题 目: Dynamics-based data science in biology and medicine ("AI for Science" and "Science for AI")
时 间: 3月6日（周一）13:00-14:00
主持人: 曾泽贤 研究员
In this talk, I will present a new concept "dynamics-based data science" in biology and medicine for studying dynamical processes and disease progressions, including dynamic network biomarkers (DNB) for early-warning signals of critical transitions, spatial-temporal information (STI) transformation for short-term time-series prediction, and partial cross-mapping (PCM) for causal inference among variables. These methods are all data-driven or model-free approaches but based on the theoretical frameworks of nonlinear dynamics. We show the principles and advantages of dynamics-based data-driven approaches as explicable, quantifiable, and generalizable.
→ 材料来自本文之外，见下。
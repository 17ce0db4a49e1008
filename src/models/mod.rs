//! Workshop allocation domain models.
//!
//! Provides the data types for an allocation problem and its solution:
//! programs that run in some of the event's three slots, participants
//! with ranked wish lists and slot availability, and the [`Problem`]
//! that owns both and mediates every change between them.
//!
//! # Domain Mappings
//!
//! | u-workshop | Summer camp | Conference | Training day |
//! |------------|-------------|------------|--------------|
//! | Program | Activity | Workshop | Course |
//! | Participant | Camper | Attendee | Trainee |
//! | Slot | Session block | Track period | Half-day |
//! | Facilitator | Counsellor | Speaker | Trainer |

mod key;
mod participant;
mod preference;
mod problem;
mod program;

pub use key::{slots, ParticipantKey, ProgramId, ProgramKey, Slot, SLOT_COUNT};
pub use participant::{
    Allocation, Participant, MAX_SLOT_PENALTY, SLOT_PENALTY_OFFSET, UNALLOCATED_FITNESS,
};
pub use preference::Preference;
pub use problem::{Problem, SUBSTANTIVE_PREFERENCE_COUNT};
pub use program::{Program, DEFAULT_MAX_OCCURRENCES, DEFAULT_MAX_PLACES, DEFAULT_MIN_PLACES};
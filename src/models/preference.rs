//! Ranked preference model.

use serde::{Deserialize, Serialize};

use super::ProgramKey;

/// One entry of a participant's ranked wish list.
///
/// Rank 1 is the most desired program. Preferences are immutable once
/// created; consuming one means popping it from the participant's
/// pending stack, never mutating it.
#[derive(Debug, Clone, Copy, PartialEq, Eq, Hash, Serialize, Deserialize)]
pub struct Preference {
    rank: u32,
    program: ProgramKey,
}

impl Preference {
    /// Creates a preference for `program` at the given rank (1 = best).
    pub fn new(program: ProgramKey, rank: u32) -> Self {
        Self { rank, program }
    }

    /// Rank in the participant's original list (1 = best).
    #[inline]
    pub fn rank(&self) -> u32 {
        self.rank
    }

    /// The preferred program.
    #[inline]
    pub fn program(&self) -> ProgramKey {
        self.program
    }
}
//! Input validation for allocation problems.
//!
//! Checks structural integrity of the raw program, participant and
//! facilitator records before a [`Problem`](crate::models::Problem) is
//! built. Detects:
//! - Program records without a usable integer id
//! - Duplicate program IDs
//! - Wish lists naming unknown programs
//! - Facilitator links to unknown programs or participants
//! - Continuation slots outside `1..=3`
//!
//! Every issue is collected; validation never stops at the first one.

use std::collections::{BTreeMap, HashSet};

use crate::input::{FacilitatorLink, ParticipantRecord, ProgramRecord};
use crate::models::SLOT_COUNT;

/// Validation result.
pub type ValidationResult = Result<(), Vec<ValidationError>>;

/// A validation error.
#[derive(Debug, Clone, PartialEq)]
pub struct ValidationError {
    /// Error category.
    pub kind: ValidationErrorKind,
    /// Human-readable description.
    pub message: String,
}

/// Categories of validation errors.
#[derive(Debug, Clone, Copy, PartialEq, Eq)]
pub enum ValidationErrorKind {
    /// Two programs share the same ID.
    DuplicateId,
    /// A program record has no integer ID.
    InvalidProgramId,
    /// A wish list references a program that doesn't exist.
    UnknownProgram,
    /// A facilitator link references a program that doesn't exist.
    UnknownFacilitatorProgram,
    /// A facilitator link references a participant that doesn't exist.
    UnknownFacilitatorParticipant,
    /// A continuation slot is not a slot number.
    InvalidContinuationSlot,
}

impl ValidationError {
    fn new(kind: ValidationErrorKind, message: impl Into<String>) -> Self {
        Self {
            kind,
            message: message.into(),
        }
    }

    /// Whether a problem can still be built despite this error.
    ///
    /// Unknown facilitator participants are skipped and invalid
    /// continuation slots are ignored at load time.
    pub fn is_fatal(&self) -> bool {
        !matches!(
            self.kind,
            ValidationErrorKind::UnknownFacilitatorParticipant
                | ValidationErrorKind::InvalidContinuationSlot
        )
    }
}

/// Validates the input records of an allocation problem.
///
/// Checks:
/// 1. Every program has an integer ID
/// 2. No duplicate program IDs
/// 3. Continuation slots are in `1..=3`
/// 4. Every wished program exists
/// 5. Every facilitator link names an existing program and participant
///
/// # Returns
/// `Ok(())` if all checks pass, `Err(errors)` with all detected issues.
pub fn validate_records(
    programs: &[ProgramRecord],
    participants: &BTreeMap<String, ParticipantRecord>,
    facilitators: &[FacilitatorLink],
) -> ValidationResult {
    let mut errors = Vec::new();

    let mut program_ids = HashSet::new();
    for (row, record) in programs.iter().enumerate() {
        let Ok(id) = record.program_id() else {
            errors.push(ValidationError::new(
                ValidationErrorKind::InvalidProgramId,
                format!("Program record #{row} has invalid ID: {}", record.id),
            ));
            continue;
        };
        if !program_ids.insert(id) {
            errors.push(ValidationError::new(
                ValidationErrorKind::DuplicateId,
                format!("Duplicate program ID: {id}"),
            ));
        }
        if let Err(raw) = record.continuation_slot() {
            errors.push(ValidationError::new(
                ValidationErrorKind::InvalidContinuationSlot,
                format!("Program {id} continues in slot {raw}, expected 1..={SLOT_COUNT}"),
            ));
        }
    }

    for (participant, record) in participants {
        for program in record.wishes() {
            if !program_ids.contains(&program) {
                errors.push(ValidationError::new(
                    ValidationErrorKind::UnknownProgram,
                    format!("Participant '{participant}' wishes for unknown program {program}"),
                ));
            }
        }
    }

    for link in facilitators {
        if !program_ids.contains(&link.program()) {
            errors.push(ValidationError::new(
                ValidationErrorKind::UnknownFacilitatorProgram,
                format!(
                    "Facilitator '{}' linked to unknown program {}",
                    link.participant(),
                    link.program()
                ),
            ));
        }
        if !participants.contains_key(link.participant()) {
            errors.push(ValidationError::new(
                ValidationErrorKind::UnknownFacilitatorParticipant,
                format!(
                    "Program {} names unknown facilitator '{}'",
                    link.program(),
                    link.participant()
                ),
            ));
        }
    }

    if errors.is_empty() {
        Ok(())
    } else {
        Err(errors)
    }
}
//! Workshop slot allocation for the U-Engine ecosystem.
//!
//! Assigns event participants to up to three program sessions ("slots")
//! from their ranked wish lists, subject to program capacity, allowed
//! slots, occurrence limits, participant availability and pinned
//! facilitators.
//!
//! # Modules
//!
//! - **`models`**: Domain types: `Program`, `Participant`, `Preference`,
//!   `Allocation`, and the `Problem` arena that owns them
//! - **`input`**: Raw input records and JSON loading
//! - **`validation`**: Input integrity checks (duplicate ids, unknown
//!   programs, facilitator references, continuation slots)
//! - **`optimizer`**: `EagerOptimizer` (six-phase greedy heuristic),
//!   fairness allocation, swap-based repair
//! - **`sanity`**: Post-optimization invariant checks
//! - **`report`**: Statistics and per-entity output records
//! - **`driver`**: Checked runs and the retry-until-sane loop
//!
//! # Example
//!
//! ```
//! use u_workshop::driver::optimize;
//! use u_workshop::models::Problem;
//! use u_workshop::optimizer::OptimizerConfig;
//!
//! let programs = r#"[{"id": 1, "name": "Archery", "minSize": 1, "maxSize": 10,
//!                     "slot1": "TRUE", "slot2": "", "slot3": ""}]"#;
//! let participants = r#"{"anna": {"prog": [1], "present": [true, true, true]}}"#;
//! let problem = Problem::from_json(programs, participants, "[]").unwrap();
//!
//! let (problem, passed) = optimize(problem, &OptimizerConfig::new().with_seed(1));
//! assert!(passed);
//! assert!(problem.participant_by_id("anna").unwrap().allocation(0).is_some());
//! ```
//!
//! # Logging
//!
//! The crate logs through `tracing` and never installs a subscriber.

pub mod driver;
pub mod error;
pub mod input;
pub mod models;
pub mod optimizer;
pub mod report;
pub mod sanity;
pub mod validation;

pub use error::ProblemError;
//! Allocation output and statistics.
//!
//! The optimizer mutates a [`Problem`] in place; this module turns the
//! final state into plain serializable records for an exporter.
//!
//! - [`ProblemStats`]: aggregate indicators (fitness, slot counts,
//!   under-allocated participants, under-filled programs)
//! - [`ParticipantSummary`] / [`ProgramSummary`]: per-entity outcomes

mod stats;
mod summary;

pub use stats::ProblemStats;
pub use summary::{ParticipantSummary, ProgramSummary};

use serde::{Deserialize, Serialize};

use crate::models::Problem;

/// Everything an exporter needs from a finished problem.
#[derive(Debug, Clone, Serialize, Deserialize)]
pub struct AllocationReport {
    pub stats: ProblemStats,
    pub participants: Vec<ParticipantSummary>,
    pub programs: Vec<ProgramSummary>,
}

impl AllocationReport {
    pub fn new(problem: &Problem) -> Self {
        Self {
            stats: ProblemStats::calculate(problem),
            participants: problem
                .participants()
                .map(|(_, p)| ParticipantSummary::new(problem, p))
                .collect(),
            programs: problem
                .programs()
                .map(|(_, p)| ProgramSummary::new(problem, p))
                .collect(),
        }
    }

    /// Pretty-printed JSON.
    pub fn to_json(&self) -> Result<String, serde_json::Error> {
        serde_json::to_string_pretty(self)
    }
}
In particular, dynamics-based data science approaches exploit the essential features of dynamical systems in terms of data, e.g. strong fluctuations near a bifurcation point, low-dimensionality of a center manifold or an attractor, and phase-space reconstruction from a single variable by delay embedding theorem, and thus are able to provide different or additional information to the traditional approaches, i.e. statistics-based data science approaches. The dynamical-based data science approaches will further play an important role in the systematical research of various fields in biology and medicine. I will also talk recent works of "AI for Science" and "Science for AI".
陈洛南，2009年10月至今任中科院生化细胞研究所研究员，中国科学院系统生物学重点实验室执行主任，国科大杭高院首席教授。中国运筹学会《计算系统生物学分会》名誉理事长，IEEE SMC学会《系统生物学技术委员会》主席，中国生化细胞学会《分子系统生物学专业分会》主任委员。主要从事计算系统生物学、大数据分析和人工智能的研究工作。近年来发表300余篇期刊论文(包括Nature, Nature Genetics, Nature Communications, Nature Cancer, PNAS, PRL, National Science Review, Cancer Cell, Cell Research等)和四部专著(H-index: 75)。